This is by far the safest approach, but does make working with the library a bit cumbersome, since creating pointers to primitive types takes a little extra work (multiplied by the number of fields you are setting). For example, the above code sample now becomes:

// remove the repository description
d = ""
r := &github.Repository{Description:&d}
client.Repositories.Edit("user", "repo", r)

The goprotobuf library makes this a little simpler by providing helper functions for creating pointers to primitives. Using those methods would result in:

// remove the repository description
r := &github.Repository{Description:proto.String("")}
client.Repositories.Edit("user", "repo", r)

Additionally, when working with these values, developers will always have to remember to dereference them where appropriate. While this is common for anyone used to working with protocol buffers in go, I'm not sure how unexpected it will be for the general community.

The text was updated successfully, but these errors were encountered:

willnorris · 2013-07-11T16:36:54Z

some (though not much, at the time of this writing) discussion of this on golang-nuts here. After talking with a couple of engineers at Google, I'm leaning toward option 3, and just updating the docs to recommend use of the helper methods in goprotobuf.

willnorris · 2013-08-01T18:20:52Z

ugh. So goprotobuf's Int() returns an int32 instead of a plain int, since protocol buffers requires int size to be explicit. So we can either declare all of our ints as int32 (not really a fan of that idea), add our own Int() convenience method (and then users of the library will need to remember to use goprotobuf for most types, but our function for ints... not great), or we just duplicate the convenience functions from goprotobuf and remove that dependency altogether.

Looking at things more closely, I'm pretty sure we really only need the Bool(), Int(), and String() functions, so this last option doesn't seem so bad... it's all of like 15 lines of code.

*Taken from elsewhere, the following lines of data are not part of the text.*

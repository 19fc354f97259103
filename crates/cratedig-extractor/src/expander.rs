//! Cross-product of a release with its owned copies

use crate::annotations::AnnotationIndex;
use cratedig_domain::{Release, ReleaseEntry};

/// Emit one entry per annotation of `release`, in side-file order
///
/// An identifier without annotations yields no entries.
pub fn expand(release: Release, index: &AnnotationIndex) -> Vec<ReleaseEntry> {
    index
        .get(release.id)
        .iter()
        .map(|annotation| ReleaseEntry::new(release.clone(), annotation))
        .collect()
}
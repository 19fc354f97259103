//! Configuration for the Extractor

use serde::{Deserialize, Serialize};

/// Zero-based field offsets of the collection side file
///
/// Offsets count unquoted commas, not header names.
#[derive(Debug, Clone, Copy, PartialEq, Eq, Serialize, Deserialize)]
pub struct AnnotationColumns {
    /// Field holding the release identifier
    pub id: usize,

    /// Field holding the collection folder
    pub location: usize,

    /// Field holding the free-text notes
    pub note: usize,
}

impl Default for AnnotationColumns {
    fn default() -> Self {
        Self {
            id: 7,
            location: 8,
            note: 12,
        }
    }
}

/// Configuration for the Extractor
#[derive(Debug, Clone, Serialize, Deserialize)]
pub struct ExtractorConfig {
    /// Name of the single root container element
    #[serde(default = "default_container_element")]
    pub container_element: String,

    /// Attribute of each candidate record holding its identifier
    #[serde(default = "default_id_attribute")]
    pub id_attribute: String,

    /// Label name used when a label element carries none
    #[serde(default = "default_unknown_label")]
    pub unknown_label: String,

    /// Log progress every N candidate records (0 disables)
    #[serde(default = "default_progress_interval")]
    pub progress_interval: u64,

    /// Warn about wanted identifiers never seen in the stream
    #[serde(default = "default_true")]
    pub report_missing: bool,

    /// Side-file column layout
    #[serde(default)]
    pub columns: AnnotationColumns,
}

impl ExtractorConfig {
    /// Validate the configuration
    pub fn validate(&self) -> Result<(), String> {
        if self.container_element.trim().is_empty() {
            return Err("container_element must not be empty".to_string());
        }
        if self.id_attribute.trim().is_empty() {
            return Err("id_attribute must not be empty".to_string());
        }
        let columns = &self.columns;
        if columns.id == columns.location || columns.id == columns.note || columns.location == columns.note {
            return Err(format!(
                "columns must be distinct (id: {}, location: {}, note: {})",
                columns.id, columns.location, columns.note
            ));
        }
        Ok(())
    }

    /// Load configuration from TOML string
    pub fn from_toml(toml_str: &str) -> Result<Self, String> {
        toml::from_str(toml_str)
            .map_err(|e| format!("Failed to parse TOML: {}", e))
    }

    /// Serialize configuration to TOML string
    pub fn to_toml(&self) -> Result<String, String> {
        toml::to_string_pretty(self)
            .map_err(|e| format!("Failed to serialize to TOML: {}", e))
    }
}

impl Default for ExtractorConfig {
    fn default() -> Self {
        Self {
            container_element: default_container_element(),
            id_attribute: default_id_attribute(),
            unknown_label: default_unknown_label(),
            progress_interval: default_progress_interval(),
            report_missing: true,
            columns: AnnotationColumns::default(),
        }
    }
}

fn default_container_element() -> String {
    "releases".to_string()
}

fn default_id_attribute() -> String {
    "id".to_string()
}

fn default_unknown_label() -> String {
    "Unknown".to_string()
}

fn default_progress_interval() -> u64 {
    100_000
}

fn default_true() -> bool {
    true
}
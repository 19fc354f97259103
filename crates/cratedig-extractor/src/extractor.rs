//! Core Extractor implementation

use crate::annotations::AnnotationIndex;
use crate::assembler::CollectionAssembler;
use crate::config::ExtractorConfig;
use crate::cursor::{TokenCursor, TokenKind};
use crate::error::ExtractError;
use crate::expander::expand;
use crate::release::parse_release;
use crate::types::{Extraction, ExtractionSummary};
use crate::walker::{consume_element, skip_element};
use cratedig_domain::ReleaseId;
use encoding_rs::Encoding;
use std::collections::HashSet;
use std::io::BufRead;
use tracing::{debug, info, trace, warn};

/// The Extractor walks an export once and rebuilds the wanted releases
pub struct Extractor<'a> {
    index: &'a AnnotationIndex,
    config: ExtractorConfig,
}

/// Mutable state of one run
struct RunState {
    assembler: CollectionAssembler,
    summary: ExtractionSummary,
    seen: HashSet<ReleaseId>,
}

impl<'a> Extractor<'a> {
    /// Create a new Extractor over a loaded annotation index
    pub fn new(index: &'a AnnotationIndex, config: ExtractorConfig) -> Self {
        Self { index, config }
    }

    /// Configuration in use
    pub fn config(&self) -> &ExtractorConfig {
        &self.config
    }

    /// Walk the whole stream and assemble the collection
    ///
    /// All-or-nothing: any error aborts the run and no partial document is
    /// returned.
    pub fn run<R: BufRead>(&self, cursor: &mut TokenCursor<R>) -> Result<Extraction, ExtractError> {
        self.config.validate().map_err(ExtractError::Config)?;

        info!(
            "Starting extraction: {} wanted releases, {} copies",
            self.index.len(),
            self.index.total_annotations()
        );

        self.find_container(cursor)?;

        let mut state = RunState {
            assembler: CollectionAssembler::new(),
            summary: ExtractionSummary::new(),
            seen: HashSet::new(),
        };

        consume_element(cursor, |cursor| self.visit_record(cursor, &mut state), None)?;

        Self::drain_trailing(cursor)?;

        let RunState {
            assembler,
            mut summary,
            seen,
        } = state;

        let mut missing: Vec<ReleaseId> = self.index.ids().filter(|id| !seen.contains(id)).collect();
        missing.sort();
        summary.missing = missing;

        if self.config.report_missing && !summary.all_found() {
            warn!(
                "{} collection releases not found in the export: {}",
                summary.missing.len(),
                summary.missing_list()
            );
        }

        info!(
            "Extraction complete: {} scanned, {} matched, {} entries",
            summary.records_scanned, summary.releases_matched, summary.entries_emitted
        );

        Ok(Extraction {
            collection: assembler.finish(),
            summary,
        })
    }

    /// Advance to the root element and check it is the container
    fn find_container<R: BufRead>(&self, cursor: &mut TokenCursor<R>) -> Result<(), ExtractError> {
        let container = &self.config.container_element;

        loop {
            match cursor.advance()? {
                TokenKind::DocumentStart => check_encoding(cursor)?,
                TokenKind::ElementStart => break,
                TokenKind::EndOfStream => {
                    return Err(ExtractError::Schema(format!(
                        "document has no <{}> element",
                        container
                    )))
                }
                TokenKind::ElementEnd | TokenKind::Text | TokenKind::Other => {}
            }
        }

        if !cursor.is_named(container) {
            return Err(ExtractError::Schema(format!(
                "expected root element <{}>, found <{}>",
                container,
                cursor.name()
            )));
        }

        debug!("Entered <{}>", container);
        Ok(())
    }

    /// Handle one candidate record directly under the container
    fn visit_record<R: BufRead>(
        &self,
        cursor: &mut TokenCursor<R>,
        state: &mut RunState,
    ) -> Result<(), ExtractError> {
        state.summary.record_scanned();
        self.report_progress(&state.summary);

        let raw_id = cursor.attribute(&self.config.id_attribute)?.unwrap_or_default();
        let wanted = raw_id
            .parse::<ReleaseId>()
            .ok()
            .filter(|id| self.index.contains(*id));

        let Some(id) = wanted else {
            return skip_element(cursor);
        };

        let release = parse_release(cursor, id, &self.config.unknown_label)
            .map_err(|e| e.in_record(raw_id.as_str()))?;

        debug!(
            "Matched release {} ({})",
            id,
            release.title.as_deref().unwrap_or("untitled")
        );

        let entries = expand(release, self.index);
        state.summary.record_match(entries.len());
        state.assembler.push(entries);
        state.seen.insert(id);
        Ok(())
    }

    fn report_progress(&self, summary: &ExtractionSummary) {
        let interval = self.config.progress_interval;
        if interval > 0 && summary.records_scanned % interval == 0 {
            info!(
                "Progress: {} releases scanned, {} matched",
                summary.records_scanned, summary.releases_matched
            );
        }
    }

    /// Consume everything after the container; a second element is an error
    fn drain_trailing<R: BufRead>(cursor: &mut TokenCursor<R>) -> Result<(), ExtractError> {
        loop {
            match cursor.advance()? {
                TokenKind::EndOfStream => return Ok(()),
                TokenKind::ElementStart => {
                    return Err(ExtractError::Stream(format!(
                        "unexpected element <{}> after the document element",
                        cursor.name()
                    )))
                }
                _ => trace!("Ignoring trailing token"),
            }
        }
    }
}

/// Resolve the declared document encoding; absent means UTF-8
fn check_encoding<R: BufRead>(cursor: &TokenCursor<R>) -> Result<(), ExtractError> {
    match cursor.declared_encoding()? {
        Some(label) => match Encoding::for_label(label.trim().as_bytes()) {
            Some(encoding) => {
                debug!("Document encoding: {}", encoding.name());
                Ok(())
            }
            None => Err(ExtractError::Encoding(label)),
        },
        None => {
            debug!("No declared encoding, assuming UTF-8");
            Ok(())
        }
    }
}

#[cfg(test)]
mod tests {
    use super::*;
    use cratedig_domain::Annotation;

    fn index(ids: &[i64]) -> AnnotationIndex {
        let mut index = AnnotationIndex::new();
        for id in ids {
            index.insert(ReleaseId::new(*id), Annotation::new("Vinyl", ""));
        }
        index
    }

    fn run(xml: &str, index: &AnnotationIndex) -> Result<Extraction, ExtractError> {
        let extractor = Extractor::new(index, ExtractorConfig::default());
        extractor.run(&mut TokenCursor::from_xml(xml))
    }

    #[test]
    fn test_check_encoding_accepts_known_labels() {
        let mut cursor = TokenCursor::from_xml(r#"<?xml version="1.0" encoding="latin1"?><releases/>"#);
        cursor.advance().unwrap();
        assert!(check_encoding(&cursor).is_ok());
    }

    #[test]
    fn test_check_encoding_rejects_unknown_label() {
        let mut cursor = TokenCursor::from_xml(r#"<?xml version="1.0" encoding="klingon-8"?><releases/>"#);
        cursor.advance().unwrap();
        assert!(matches!(
            check_encoding(&cursor),
            Err(ExtractError::Encoding(label)) if label == "klingon-8"
        ));
    }

    #[test]
    fn test_wrong_root_is_schema_error() {
        let result = run("<artists><artist/></artists>", &index(&[1]));
        assert!(matches!(result, Err(ExtractError::Schema(_))));
    }

    #[test]
    fn test_empty_document_is_schema_error() {
        let result = run("<!-- nothing here -->", &index(&[1]));
        assert!(matches!(result, Err(ExtractError::Schema(_))));
    }

    #[test]
    fn test_invalid_config_is_rejected() {
        let index = index(&[1]);
        let config = ExtractorConfig {
            id_attribute: String::new(),
            ..Default::default()
        };
        let result = Extractor::new(&index, config).run(&mut TokenCursor::from_xml("<releases/>"));
        assert!(matches!(result, Err(ExtractError::Config(_))));
    }

    #[test]
    fn test_custom_container_and_attribute() {
        let index = index(&[5]);
        let config = ExtractorConfig {
            container_element: "catalog".to_string(),
            id_attribute: "ref".to_string(),
            ..Default::default()
        };
        let xml = r#"<catalog><release ref="5"><title>T</title></release></catalog>"#;
        let extraction = Extractor::new(&index, config)
            .run(&mut TokenCursor::from_xml(xml))
            .unwrap();
        assert_eq!(extraction.collection.len(), 1);
    }

    #[test]
    fn test_summary_counts_and_missing() {
        let xml = r#"<releases><release id="1"/><release id="2"/><release id="x"/><release/></releases>"#;
        let extraction = run(xml, &index(&[2, 30, 7])).unwrap();
        let summary = extraction.summary;

        assert_eq!(summary.records_scanned, 4);
        assert_eq!(summary.releases_matched, 1);
        assert_eq!(summary.entries_emitted, 1);
        assert_eq!(summary.missing, vec![ReleaseId::new(7), ReleaseId::new(30)]);
    }

    #[test]
    fn test_id_attribute_is_trimmed() {
        let extraction = run(r#"<releases><release id=" 2 "/></releases>"#, &index(&[2])).unwrap();
        assert_eq!(extraction.collection.len(), 1);
    }
}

willnorris · 2013-08-02T21:24:44Z

So yesterday I went through and updated all of our structs for GitHub resources to use pointers for singular fields, and was getting ready to write another "this makes me sad" commit message. Except that I realized that by doing this, it makes the output of String() completely useless, since it just outputs a bunch of pointer addresses for all the fields. Kinda wish I would have considered that before I changed everything. 😕

The goprotobuf library handles this by providing a custom String() for all ProtoMessage objects that uses reflection to create really nice output (among a ton of other really awesome things it does with protos). So at this point, I'm planning on just using protos for realzies instead of just trying to cherry-pick bits and pieces. This will certainly add a new barrier for contributors wanting to add new resource types, since they'll have to deal with protoc. Dealing with the structs generated by protoc is also a little different than normal Go structs, but it's not really too bad. This will do a number on our generated documentation, since protoc generates Get*() funcs for every field, but there's not much we can do about that.

For anyone interested on exactly what the generated structs will look like (and more importantly why they do what they do), read the goprotobuf README

willnorris · 2013-08-05T20:56:15Z

So I've switched User and Repository to use protos in 8d2a1c9.

I've also gone ahead and merged that into my personal master branch just to see what the generated docs will look like (see here). They're certainly more verbose than what we had before, particularly because of all the new Get* funcs.

It is customary to have proto files in a separate package ending in "pb" or "proto", so we could move these to github.com/google/go-github/githubpb. That would at least clean up the generated docs a little bit, but I'm not sure that's really worth it. In general, I've really liked the simplicity of having everything in a single package.

The other sad part about moving to protos that I've seen is the lack of support for time.Time values. Since proto doesn't have a notion of a timestamp type, these just get encoded as strings. Converting that to a time.Time would have to be a separate step.

Given that the library simply doesn't work as-is (see original bug report), we have to do something, and this still seems like the best approach, despite the drawbacks.

/cc everyone who has contributed thus far in case anyone wants to weigh in before I move forward with this (@wlynch92, @imjasonh @sqs, @gedex, @stianeikeland, @beyang, @yml, @ktoso, @RC1140), since I'm not sure if you'll see this otherwise.

ktoso · 2013-08-06T00:20:15Z

Hi Will,
So I have to say I had been thinking about this a bit before... For starters it's clear we have to switch to option 3, no doubt about it.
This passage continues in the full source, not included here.